There were honestly days where I was just waiting for that instinct to kick in and then finding myself years later realizing I had made a huge mistake when my mind and body were taken over with the need to have kids, because of hormones. Well, so far they haven't taken over my mind or body. Thankfully. Though I've been promised on multiple occasions that they will, in fact, do so. For a while, when it continued to not happen, I worried that meant that I was broken. But now I'm pretty sure that I'm not meant for kids and that the hormones won't be commandeering my body. And that's really OK.
When I got really honest with myself, I found that I didn't want to deal with all the frustrations that we're told will all pale in comparison to the joy and fulfillment of raising tiny humans. No thanks, I'll keep my happy married with no kids life. Huge shout-out and mad respect to all the parents out there!
The experience that I didn't expect throughout all of this was grief. Now I'm certain that kids are not on the table; I don't want them, I have a cancer gene mutation (50/50 chance of passing it along), there could be a slim chance that pregnancy could trigger said cancer stuff (really not sure on this one, but I'm not feeling willing to take the chance), honestly we can't afford it, and our lives are just fine without kids.
But I'm still sad and grieving what could have been.

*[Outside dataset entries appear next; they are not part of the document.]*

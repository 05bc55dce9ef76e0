use clap::Subcommand;
use focusloop_core::Config;

use super::{print_json, CmdResult};

#[derive(Subcommand)]
pub enum ConfigAction {
    /// Print the full config as JSON
    Show,
    /// Print the config file path
    Path,
    /// Write a default config file
    Init {
        /// Overwrite an existing file
        #[arg(long)]
        force: bool,
    },
    /// Get a config value
    Get {
        /// Dot-separated key (e.g. "cycle.auto_start_breaks")
        key: String,
    },
    /// Set a config value and save
    Set {
        /// Dot-separated key
        key: String,
        /// New value
        value: String,
    },
}

pub fn run(action: ConfigAction) -> CmdResult {
    match action {
        ConfigAction::Show => {
            let config = Config::load()?;
            print_json(&config)?;
        }
        ConfigAction::Path => {
            println!("{}", Config::path()?.display());
        }
        ConfigAction::Init { force } => {
            let path = Config::path()?;
            if path.exists() && !force {
                return Err(format!("{} already exists (use --force)", path.display()).into());
            }
            Config::default().save_to(&path)?;
            println!("{}", path.display());
        }
        ConfigAction::Get { key } => {
            let config = Config::load()?;
            match config.get(&key) {
                Some(value) => println!("{value}"),
                None => return Err(format!("unknown key: {key}").into()),
            }
        }
        ConfigAction::Set { key, value } => {
            let mut config = Config::load()?;
            config.set(&key, &value)?;
            config.save()?;
            println!("ok");
        }
    }
    Ok(())
}
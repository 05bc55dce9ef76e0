//! Decides what follows a completed session.

use serde::{Deserialize, Serialize};

use crate::session::SessionType;
use crate::storage::CycleConfig;

#[derive(Debug, Clone, Copy, PartialEq, Eq, Serialize, Deserialize)]
pub struct Continuation {
    pub next_type: SessionType,
    pub auto_start: bool,
}

/// Next session after `completed`.
///
/// `focus_period_count` is the number of work sessions completed before this
/// one; a long break follows every `long_break_interval`-th work session. An
/// interval of zero never yields a long break.
pub fn decide(completed: SessionType, focus_period_count: u32, config: &CycleConfig) -> Continuation {
    match completed {
        SessionType::Work => {
            let interval = config.long_break_interval;
            let long = interval > 0 && focus_period_count % interval == interval - 1;
            Continuation {
                next_type: if long {
                    SessionType::LongBreak
                } else {
                    SessionType::ShortBreak
                },
                auto_start: config.auto_start_breaks,
            }
        }
        SessionType::ShortBreak | SessionType::LongBreak => Continuation {
            next_type: SessionType::Work,
            auto_start: config.auto_start_work,
        },
    }
}
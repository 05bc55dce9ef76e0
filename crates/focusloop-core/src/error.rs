//! Core error types for focusloop-core.
//!
//! Most engine failures are recovered locally (logged and swallowed), so these
//! types mostly surface from the storage and configuration layers.

use std::path::PathBuf;
use thiserror::Error;

/// Failure to bring an engine up on its on-disk store and config.
#[derive(Error, Debug)]
pub enum CoreError {
    /// Byte store errors
    #[error("Store error: {0}")]
    Store(#[from] StoreError),

    /// Configuration-related errors
    #[error("Configuration error: {0}")]
    Config(#[from] ConfigError),
}

/// Errors raised by a [`ByteStore`](crate::storage::ByteStore) backend.
#[derive(Error, Debug)]
pub enum StoreError {
    /// Failed to open the backing database
    #[error("Failed to open store at {path}: {source}")]
    OpenFailed {
        path: PathBuf,
        #[source]
        source: rusqlite::Error,
    },

    /// Read or write against the backend failed
    #[error("Store operation failed: {0}")]
    Io(String),

    /// The backend is locked by another writer
    #[error("Store is locked")]
    Locked,
}

/// Errors raised while encoding or decoding the persisted background state.
#[derive(Error, Debug)]
pub enum CodecError {
    /// The store could not be reached
    #[error("Persistence unreachable: {0}")]
    Io(#[from] StoreError),

    /// The stored payload is not a valid background state
    #[error("Corrupt background state: {0}")]
    Corrupt(String),

    /// The envelope carries a version this build does not understand
    #[error("Unsupported background state version {0}")]
    UnsupportedVersion(u32),
}

/// Configuration-specific errors.
#[derive(Error, Debug)]
pub enum ConfigError {
    /// Failed to load configuration
    #[error("Failed to load configuration from {path}: {message}")]
    LoadFailed { path: PathBuf, message: String },

    /// Failed to save configuration
    #[error("Failed to save configuration to {path}: {message}")]
    SaveFailed { path: PathBuf, message: String },

    /// Invalid configuration value
    #[error("Invalid configuration value for '{key}': {message}")]
    InvalidValue { key: String, message: String },

    /// Unknown configuration key
    #[error("Unknown configuration key: {0}")]
    UnknownKey(String),
}

/// Failure reported by an external collaborator (tracker, rewards, notifier).
///
/// Collaborator calls are best-effort: the engine logs these and carries on.
#[derive(Error, Debug)]
#[error("{collaborator} failed: {message}")]
pub struct CollaboratorError {
    pub collaborator: &'static str,
    pub message: String,
}

impl CollaboratorError {
    pub fn new(collaborator: &'static str, message: impl Into<String>) -> Self {
        Self {
            collaborator,
            message: message.into(),
        }
    }
}

impl From<rusqlite::Error> for StoreError {
    fn from(err: rusqlite::Error) -> Self {
        match &err {
            rusqlite::Error::SqliteFailure(e, _msg)
                if matches!(
                    e.code,
                    rusqlite::ErrorCode::DatabaseBusy | rusqlite::ErrorCode::DatabaseLocked
                ) =>
            {
                StoreError::Locked
            }
            _ => StoreError::Io(err.to_string()),
        }
    }
}

/// Result type alias for CoreError
pub type Result<T, E = CoreError> = std::result::Result<T, E>;

#[cfg(test)]
mod tests {
    use super::*;

    #[test]
    fn core_error_wraps_layer_errors() {
        let err: CoreError = ConfigError::UnknownKey("cycle.nope".into()).into();
        assert!(matches!(err, CoreError::Config(_)));
        assert_eq!(
            err.to_string(),
            "Configuration error: Unknown configuration key: cycle.nope"
        );

        let err: CoreError = StoreError::Locked.into();
        assert_eq!(err.to_string(), "Store error: Store is locked");
    }
}
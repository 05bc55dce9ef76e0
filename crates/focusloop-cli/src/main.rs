use clap::{CommandFactory, Parser, Subcommand};
use tracing_subscriber::EnvFilter;

mod commands;

#[derive(Parser)]
#[command(name = "focusloop", version, about = "Restart-safe focus session timer")]
struct Cli {
    /// Log debug output to stderr
    #[arg(short, long, global = true)]
    verbose: bool,

    #[command(subcommand)]
    command: Commands,
}

#[derive(Subcommand)]
enum Commands {
    /// Timer control
    Timer {
        #[command(subcommand)]
        action: commands::timer::TimerAction,
    },
    /// Aggregate session statistics
    Stats,
    /// Closed session history
    History {
        #[command(subcommand)]
        action: commands::history::HistoryAction,
    },
    /// Focus period goals
    Period {
        #[command(subcommand)]
        action: commands::period::PeriodAction,
    },
    /// Energy and mood used for adaptive durations
    Signals {
        #[command(subcommand)]
        action: commands::signals::SignalsAction,
    },
    /// Configuration management
    Config {
        #[command(subcommand)]
        action: commands::config::ConfigAction,
    },
    /// Print a shell completion script
    Completions {
        #[arg(value_enum)]
        shell: clap_complete::Shell,
    },
}

fn init_tracing(verbose: bool) {
    let filter = if verbose {
        EnvFilter::new("focusloop=debug,focusloop_core=debug")
    } else {
        EnvFilter::try_from_env("FOCUSLOOP_LOG")
            .unwrap_or_else(|_| EnvFilter::new("focusloop=warn,focusloop_core=warn"))
    };
    tracing_subscriber::fmt()
        .with_env_filter(filter)
        .with_target(false)
        .with_writer(std::io::stderr)
        .init();
}

#[tokio::main]
async fn main() {
    let cli = Cli::parse();
    init_tracing(cli.verbose);

    let result = match cli.command {
        Commands::Timer { action } => commands::timer::run(action).await,
        Commands::Stats => commands::stats::run().await,
        Commands::History { action } => commands::history::run(action).await,
        Commands::Period { action } => commands::period::run(action).await,
        Commands::Signals { action } => commands::signals::run(action).await,
        Commands::Config { action } => commands::config::run(action),
        Commands::Completions { shell } => {
            clap_complete::generate(shell, &mut Cli::command(), "focusloop", &mut std::io::stdout());
            Ok(())
        }
    };

    if let Err(e) = result {
        eprintln!("error: {e}");
        std::process::exit(1);
    }
}
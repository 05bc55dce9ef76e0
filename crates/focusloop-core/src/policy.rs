//! Adaptive session durations.
//!
//! Maps a base duration and the user's current signals (energy, mood) to a
//! clamped duration plus a short explanation suitable for display.

use serde::{Deserialize, Serialize};

#[derive(Debug, Clone, Copy, PartialEq, Eq, Default, Serialize, Deserialize)]
#[serde(rename_all = "snake_case")]
pub enum MoodState {
    Motivated,
    #[default]
    Neutral,
    Struggling,
    Hyperfocus,
}

impl std::str::FromStr for MoodState {
    type Err = String;

    fn from_str(s: &str) -> Result<Self, Self::Err> {
        match s.to_ascii_lowercase().as_str() {
            "motivated" => Ok(MoodState::Motivated),
            "neutral" => Ok(MoodState::Neutral),
            "struggling" => Ok(MoodState::Struggling),
            "hyperfocus" => Ok(MoodState::Hyperfocus),
            other => Err(format!("unknown mood: {other}")),
        }
    }
}

#[derive(Debug, Clone, Copy, PartialEq, Eq, Default, Serialize, Deserialize)]
#[serde(rename_all = "snake_case")]
pub enum AdaptationMode {
    #[default]
    EnergyBased,
    MoodBased,
    /// Placeholder for a focus-quality signal; currently follows energy.
    FocusBased,
}

impl std::str::FromStr for AdaptationMode {
    type Err = String;

    fn from_str(s: &str) -> Result<Self, Self::Err> {
        match s.to_ascii_lowercase().replace('-', "_").as_str() {
            "energy_based" | "energy" => Ok(AdaptationMode::EnergyBased),
            "mood_based" | "mood" => Ok(AdaptationMode::MoodBased),
            "focus_based" | "focus" => Ok(AdaptationMode::FocusBased),
            other => Err(format!("unknown adaptation mode: {other}")),
        }
    }
}

/// The user-state inputs to adaptation.
#[derive(Debug, Clone, Copy, PartialEq, Eq, Serialize, Deserialize)]
pub struct UserSignals {
    /// 1 (drained) ..= 5 (energized).
    pub energy_level: u8,
    pub mood: MoodState,
}

impl Default for UserSignals {
    fn default() -> Self {
        Self {
            energy_level: 3,
            mood: MoodState::Neutral,
        }
    }
}

#[derive(Debug, Clone, PartialEq, Serialize, Deserialize)]
pub struct AdaptedDuration {
    pub duration_secs: u64,
    pub reason: String,
}

fn energy_multiplier(energy_level: u8) -> (f64, &'static str) {
    match energy_level {
        1 | 2 => (0.6, "Low energy"),
        3 => (1.0, "Steady energy"),
        4 | 5 => (1.4, "High energy"),
        _ => (1.0, "Unknown energy level"),
    }
}

fn mood_multiplier(mood: MoodState) -> (f64, &'static str) {
    match mood {
        MoodState::Struggling => (0.5, "Struggling"),
        MoodState::Hyperfocus => (1.8, "Hyperfocus"),
        MoodState::Motivated => (1.2, "Motivated"),
        MoodState::Neutral => (1.0, "Neutral mood"),
    }
}

/// Adapt `base_secs` to the user's state and clamp to `[min_secs, max_secs]`.
///
/// Never fails: unknown signals use a multiplier of 1 and inverted bounds are
/// swapped.
pub fn adapt(
    base_secs: u64,
    signals: UserSignals,
    mode: AdaptationMode,
    min_secs: u64,
    max_secs: u64,
) -> AdaptedDuration {
    let (multiplier, cause) = match mode {
        AdaptationMode::EnergyBased | AdaptationMode::FocusBased => {
            energy_multiplier(signals.energy_level)
        }
        AdaptationMode::MoodBased => mood_multiplier(signals.mood),
    };

    let (lo, hi) = if min_secs <= max_secs {
        (min_secs, max_secs)
    } else {
        (max_secs, min_secs)
    };

    let scaled = (base_secs as f64 * multiplier).round().max(0.0) as u64;
    let clamped = scaled.clamp(lo, hi);

    let mut reason = if multiplier == 1.0 {
        format!("{cause}: keeping {}", fmt_minutes(scaled))
    } else if multiplier < 1.0 {
        format!("{cause}: shortened to {} (x{multiplier})", fmt_minutes(scaled))
    } else {
        format!("{cause}: extended to {} (x{multiplier})", fmt_minutes(scaled))
    };
    if clamped != scaled {
        let bound = if clamped == lo { "minimum" } else { "maximum" };
        reason.push_str(&format!(", clamped to {bound} of {}", fmt_minutes(clamped)));
    }

    AdaptedDuration {
        duration_secs: clamped,
        reason,
    }
}

fn fmt_minutes(secs: u64) -> String {
    if secs % 60 == 0 {
        format!("{} min", secs / 60)
    } else {
        format!("{}m{:02}s", secs / 60, secs % 60)
    }
}
#[cfg(test)]
mod tests {
    use super::*;
    use crate::clock::ManualClock;
    use crate::storage::MemoryStore;

    fn t0() -> DateTime<Utc> {
        DateTime::parse_from_rfc3339("2026-03-02T09:00:00Z")
            .unwrap()
            .with_timezone(&Utc)
    }

    async fn engine(config: Config) -> (FocusEngine, ManualClock, MemoryStore) {
        let store = MemoryStore::new();
        let clock = ManualClock::new(t0());
        let engine = FocusEngine::open_with(
            Arc::new(store.clone()),
            config,
            Arc::new(clock.clone()),
            Collaborators::default(),
        )
        .await;
        (engine, clock, store)
    }

    #[tokio::test]
    async fn start_pause_resume() {
        let (mut engine, clock, _store) = engine(Config::default()).await;
        assert_eq!(engine.machine_state(), MachineState::Idle);

        assert!(engine.start(SessionType::Work, SessionMeta::default()).await.is_some());
        assert_eq!(engine.machine_state(), MachineState::Running);
        assert!(engine.start(SessionType::Work, SessionMeta::default()).await.is_none());

        clock.advance_secs(100);
        assert!(engine.pause().await.is_some());
        assert_eq!(engine.machine_state(), MachineState::Paused);
        assert!(engine.pause().await.is_none());

        clock.advance_secs(600);
        assert_eq!(engine.sync().await.remaining_secs, 1400);
        assert!(engine.resume().await.is_some());
        assert_eq!(engine.machine_state(), MachineState::Running);
    }

    #[tokio::test]
    async fn invalid_transitions_are_noops() {
        let (mut engine, _clock, _store) = engine(Config::default()).await;
        assert!(engine.resume().await.is_none());
        assert!(engine.pause().await.is_none());
        assert!(engine.stop().await.is_none());
        assert!(engine.complete().await.is_none());
        assert!(engine.skip().await.is_none());
        assert!(engine.reset().await.is_none());
        assert!(engine.annotate(Some("x".into()), None, None).await.is_none());
        assert!(engine.drain_events().is_empty());
    }

    #[tokio::test]
    async fn adaptive_work_duration() {
        let mut config = Config::default();
        config.adaptive.enabled = true;
        let (mut engine, _clock, _store) = engine(config).await;
        engine
            .set_signals(UserSignals {
                energy_level: 1,
                mood: MoodState::Neutral,
            })
            .await;
        match engine.start(SessionType::Work, SessionMeta::default()).await {
            Some(Event::SessionStarted {
                duration_secs,
                adaptation_reason,
                ..
            }) => {
                assert_eq!(duration_secs, 15 * 60);
                assert!(adaptation_reason.is_some());
            }
            other => panic!("expected SessionStarted, got {other:?}"),
        }
    }

    #[tokio::test]
    async fn breaks_are_never_adapted() {
        let mut config = Config::default();
        config.adaptive.enabled = true;
        let (mut engine, _clock, _store) = engine(config).await;
        engine
            .set_signals(UserSignals {
                energy_level: 5,
                mood: MoodState::Neutral,
            })
            .await;
        engine.start(SessionType::ShortBreak, SessionMeta::default()).await;
        assert_eq!(engine.sync().await.remaining_secs, 300);
    }

    #[tokio::test]
    async fn out_of_range_durations_do_not_start_or_panic() {
        let mut config = Config::default();
        config.durations.work_secs = 100_000_000_000_000;
        config.cycle.completion_display_secs = u64::MAX;
        let (mut engine, clock, store) = engine(config).await;

        assert!(engine.start(SessionType::Work, SessionMeta::default()).await.is_none());
        assert_eq!(engine.machine_state(), MachineState::Idle);
        assert!(store.raw(crate::storage::recovery::BACKGROUND_STATE_KEY).await.is_none());

        engine.start(SessionType::ShortBreak, SessionMeta::default()).await.unwrap();
        clock.advance_secs(300);
        // No usable display delay: straight back to idle.
        assert_eq!(engine.sync().await.machine_state, MachineState::Idle);
        assert_eq!(engine.history().len(), 1);
    }

    #[tokio::test]
    async fn skip_goes_idle_immediately_and_advances() {
        let (mut engine, clock, _store) = engine(Config::default()).await;
        engine.start(SessionType::Work, SessionMeta::default()).await;
        clock.advance_secs(600);
        assert!(engine.skip().await.is_some());
        assert_eq!(engine.machine_state(), MachineState::Idle);
        assert_eq!(engine.upcoming(), SessionType::ShortBreak);
        assert_eq!(engine.history().len(), 1);
        assert_eq!(engine.history()[0].outcome, Some(SessionOutcome::Skipped));
        assert_eq!(engine.counters().session_count, 0);
    }

    #[tokio::test]
    async fn annotate_current_session() {
        let (mut engine, _clock, _store) = engine(Config::default()).await;
        engine.start(SessionType::Work, SessionMeta::default()).await;
        engine
            .annotate(Some("review PR".into()), Some(vec!["code".into()]), Some("eye".into()))
            .await
            .unwrap();
        let view = engine.sync().await;
        let session = view.current_session.unwrap();
        assert_eq!(session.meta.task_label.as_deref(), Some("review PR"));
        assert_eq!(session.meta.tags, vec!["code".to_string()]);
    }
}
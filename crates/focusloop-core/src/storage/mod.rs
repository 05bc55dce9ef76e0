mod config;
pub mod database;
pub mod memory;
pub mod recovery;

pub use config::{
    AdaptiveConfig, Config, CycleConfig, DurationsConfig, StatsConfig, TrackingConfig,
};
pub use database::SqliteStore;
pub use memory::MemoryStore;
pub use recovery::{BackgroundState, RecoveryCodec, STATE_VERSION};

use std::path::PathBuf;

use async_trait::async_trait;

use crate::error::StoreError;

/// External key-value byte store.
///
/// Writes are whole-value replacements; there is no partial update.
#[async_trait]
pub trait ByteStore: Send + Sync {
    async fn get(&self, key: &str) -> Result<Option<Vec<u8>>, StoreError>;
    async fn set(&self, key: &str, value: &[u8]) -> Result<(), StoreError>;
    async fn delete(&self, key: &str) -> Result<(), StoreError>;
}

/// Returns the focusloop data directory.
///
/// `FOCUSLOOP_DATA_DIR` wins if set; otherwise `~/.config/focusloop[-dev]/`
/// depending on `FOCUSLOOP_ENV`.
///
/// # Errors
/// Returns an error if creating the directory fails.
pub fn data_dir() -> Result<PathBuf, std::io::Error> {
    let dir = match std::env::var_os("FOCUSLOOP_DATA_DIR") {
        Some(dir) => PathBuf::from(dir),
        None => {
            let base_dir = dirs::home_dir()
                .unwrap_or_else(|| PathBuf::from("."))
                .join(".config");
            let env =
                std::env::var("FOCUSLOOP_ENV").unwrap_or_else(|_| "production".to_string());
            if env == "dev" {
                base_dir.join("focusloop-dev")
            } else {
                base_dir.join("focusloop")
            }
        }
    };

    std::fs::create_dir_all(&dir)?;
    Ok(dir)
}
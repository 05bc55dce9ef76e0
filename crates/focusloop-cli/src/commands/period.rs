use clap::Subcommand;

use super::{open_engine, print_json, CmdResult};

#[derive(Subcommand)]
pub enum PeriodAction {
    /// Begin a new focus period
    Start {
        /// Work sessions to complete (defaults to cycle.target_rounds)
        #[arg(long)]
        rounds: Option<u32>,
    },
    /// Show focus period progress
    Status,
}

pub async fn run(action: PeriodAction) -> CmdResult {
    let mut engine = open_engine().await?;
    engine.sync().await;

    match action {
        PeriodAction::Start { rounds } => {
            let rounds = rounds.unwrap_or(engine.config().cycle.target_rounds);
            let event = engine.start_focus_period(rounds).await;
            print_json(&event)
        }
        PeriodAction::Status => print_json(&engine.counters()),
    }
}
pub mod driver;
mod engine;
pub mod machine;

pub use driver::{spawn_sync_loop, EngineHandle, SyncLoop};
pub use engine::{Collaborators, CurrentView, FocusEngine, PendingContinuation};
pub use machine::MachineState;
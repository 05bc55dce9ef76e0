//! Pure timer state machine over [`BackgroundState`].
//!
//! Remaining time is never decremented; it is always recomputed as
//! `max(0, end_timestamp - now)` floored to whole seconds. These functions do
//! no I/O: the engine persists whatever they return.
//!
//! ```text
//! Idle -> Running <-> Paused
//! Running -> Completed -> Idle
//! Running | Paused -> Idle          (stop, skip)
//! ```

use chrono::{DateTime, Duration, Utc};
use serde::{Deserialize, Serialize};

use crate::session::SessionRecord;
use crate::storage::BackgroundState;

#[derive(Debug, Clone, Copy, PartialEq, Eq, Default, Serialize, Deserialize)]
#[serde(rename_all = "lowercase")]
pub enum MachineState {
    #[default]
    Idle,
    Running,
    Paused,
    Completed,
}

/// Longest interval a session, delay or paused remainder may span.
pub const MAX_SPAN_SECS: u64 = 7 * 24 * 60 * 60;

/// `now` plus `secs`, or `None` when the sum leaves the representable range.
pub fn offset_by(now: DateTime<Utc>, secs: u64) -> Option<DateTime<Utc>> {
    let secs = i64::try_from(secs).ok()?;
    now.checked_add_signed(Duration::try_seconds(secs)?)
}

/// Seconds until `end`, floored, never negative.
pub fn remaining_until(end: DateTime<Utc>, now: DateTime<Utc>) -> u64 {
    let left = end.signed_duration_since(now).num_seconds();
    left.max(0) as u64
}

/// Build the state for a freshly started session. `None` if the planned
/// duration cannot be placed on the clock.
pub fn begin(session: SessionRecord, now: DateTime<Utc>) -> Option<BackgroundState> {
    let end = offset_by(now, session.planned_duration_secs)?;
    Some(BackgroundState {
        session: Some(session),
        start_timestamp: Some(now),
        end_timestamp: Some(end),
        machine_state: MachineState::Running,
        paused_remainder_secs: None,
    })
}

/// Remaining seconds as seen at `now`.
pub fn remaining(state: &BackgroundState, now: DateTime<Utc>) -> u64 {
    match state.machine_state {
        MachineState::Running => state
            .end_timestamp
            .map(|end| remaining_until(end, now))
            .unwrap_or(0),
        MachineState::Paused => state.paused_remainder_secs.unwrap_or(0),
        MachineState::Idle | MachineState::Completed => 0,
    }
}

/// A running session whose end has been reached.
pub fn is_expired(state: &BackgroundState, now: DateTime<Utc>) -> bool {
    state.machine_state == MachineState::Running
        && state.session.is_some()
        && state.end_timestamp.is_some_and(|end| now >= end)
}

/// Running -> Paused. Returns the captured remainder, or `None` if the state
/// was not running.
pub fn pause(state: &mut BackgroundState, now: DateTime<Utc>) -> Option<u64> {
    if state.machine_state != MachineState::Running {
        return None;
    }
    let left = remaining(state, now);
    state.paused_remainder_secs = Some(left);
    state.machine_state = MachineState::Paused;
    Some(left)
}

/// Paused -> Running with a fresh end timestamp. Returns the new end, or
/// `None` (state untouched) if not paused or the remainder is out of range.
pub fn resume(state: &mut BackgroundState, now: DateTime<Utc>) -> Option<DateTime<Utc>> {
    if state.machine_state != MachineState::Paused {
        return None;
    }
    let left = state.paused_remainder_secs.filter(|&secs| secs <= MAX_SPAN_SECS)?;
    let end = offset_by(now, left)?;
    state.paused_remainder_secs = None;
    state.end_timestamp = Some(end);
    state.machine_state = MachineState::Running;
    Some(end)
}

/// A persisted state that cannot be driven forward: a session without a
/// live interval, or a paused session with a missing or impossible remainder.
pub fn is_unstarted_or_errored(state: &BackgroundState) -> bool {
    match state.machine_state {
        MachineState::Idle | MachineState::Completed => state.session.is_some(),
        MachineState::Running => state.session.is_none() || state.end_timestamp.is_none(),
        MachineState::Paused => {
            state.session.is_none()
                || state
                    .paused_remainder_secs
                    .map_or(true, |secs| secs > MAX_SPAN_SECS)
        }
    }
}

Our friends and family will have kids and hit all those life events that we will not. They will be going on adventures that we will not be following. I may not want it, but it is still a door closing that must be acknowledged and felt deeply. We don't just grieve the missing the things we like or want. Any sadness we feel for roads we don't take because of our decision to follow another is still extremely valid.
In the last few years I have discovered something I like to call the Auntie Loophole. I can hang with tiny humans that I love, but don't have to live with them or push them out of my own body. I have two beautiful nieces and two charming nephews that I love dearly. I adore being an auntie. I can see them, but I don't have to deal with them ALL the time. It's the perfect loophole!
I do have to admit to not knowing my nephews as well as I possibly should. They are a bit older than my nieces, and we haven't lived as close to them as we have to my nieces. I desperately wish that I could see my nieces more right now; they are so young and full of wonder and love. I had made a goal to see them and really be a part of their lives this year since they live close by...but with COVID-19 there hasn't been too many good chances.
The truth is that it's OK not to follow the "normal" life plan. I know that many other women have decided not to have kids, but I've been feeling like it's not a very widely accepted decision. I just want some acknowledgement that maybe there are women out there who would be unhappy at the prospect of having a tiny human, maybe even frustrated or terrified of the decisions in may entail to keep pregnancy from ever happening. There are women out there who are perfectly happy to enjoy being an aunt. I know that I am one of those women, and I want to put my support and love out there for others grappling with the same burdens.